● **Task goal**
Each line of the data should be transcribed exactly as given.

● **Material for the task**

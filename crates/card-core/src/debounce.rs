//! Cancel-and-replace debounce on an external clock.

use crate::constants::GEOMETRY_DEBOUNCE_MS;

#[derive(Clone, Copy, Debug)]
pub struct Debouncer {
    interval: f64,
    deadline: Option<f64>,
}

impl Default for Debouncer {
    fn default() -> Self {
        Self::new(GEOMETRY_DEBOUNCE_MS)
    }
}

impl Debouncer {
    pub fn new(interval: f64) -> Self {
        Self {
            interval,
            deadline: None,
        }
    }

    pub fn interval(&self) -> f64 {
        self.interval
    }

    /// Record a signal at `now`, replacing any pending deadline. Returns the
    /// delay a timer should be armed with.
    pub fn signal(&mut self, now: f64) -> f64 {
        self.deadline = Some(now + self.interval);
        self.interval
    }

    pub fn is_pending(&self) -> bool {
        self.deadline.is_some()
    }

    /// Polling form: fire once the quiet period since the last signal elapsed.
    pub fn due(&mut self, now: f64) -> bool {
        match self.deadline {
            Some(deadline) if now >= deadline => {
                self.deadline = None;
                true
            }
            _ => false,
        }
    }

    /// Timer form: the caller's cancel-and-replace timer already enforced the
    /// interval, so just consume the pending signal.
    pub fn take(&mut self) -> bool {
        self.deadline.take().is_some()
    }
}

● **Answer for this exercise**
filename crates/card-core/src/debounce.rs
//! Cancel-and-replace debounce on an external clock.

use crate::constants::GEOMETRY_DEBOUNCE_MS;

#[derive(Clone, Copy, Debug)]
pub struct Debouncer {
    interval: f64,
    deadline: Option<f64>,
}

impl Default for Debouncer {
    fn default() -> Self {
        Self::new(GEOMETRY_DEBOUNCE_MS)
    }
}

impl Debouncer {
    pub fn new(interval: f64) -> Self {
        Self {
            interval,
            deadline: None,
        }
    }

    pub fn interval(&self) -> f64 {
        self.interval
    }

    /// Record a signal at `now`, replacing any pending deadline. Returns the
    /// delay a timer should be armed with.
    pub fn signal(&mut self, now: f64) -> f64 {
        self.deadline = Some(now + self.interval);
        self.interval
    }

    pub fn is_pending(&self) -> bool {
        self.deadline.is_some()
    }

    /// Polling form: fire once the quiet period since the last signal elapsed.
    pub fn due(&mut self, now: f64) -> bool {
        match self.deadline {
            Some(deadline) if now >= deadline => {
                self.deadline = None;
                true
            }
            _ => false,
        }
    }

    /// Timer form: the caller's cancel-and-replace timer already enforced the
    /// interval, so just consume the pending signal.
    pub fn take(&mut self) -> bool {
        self.deadline.take().is_some()
    }
}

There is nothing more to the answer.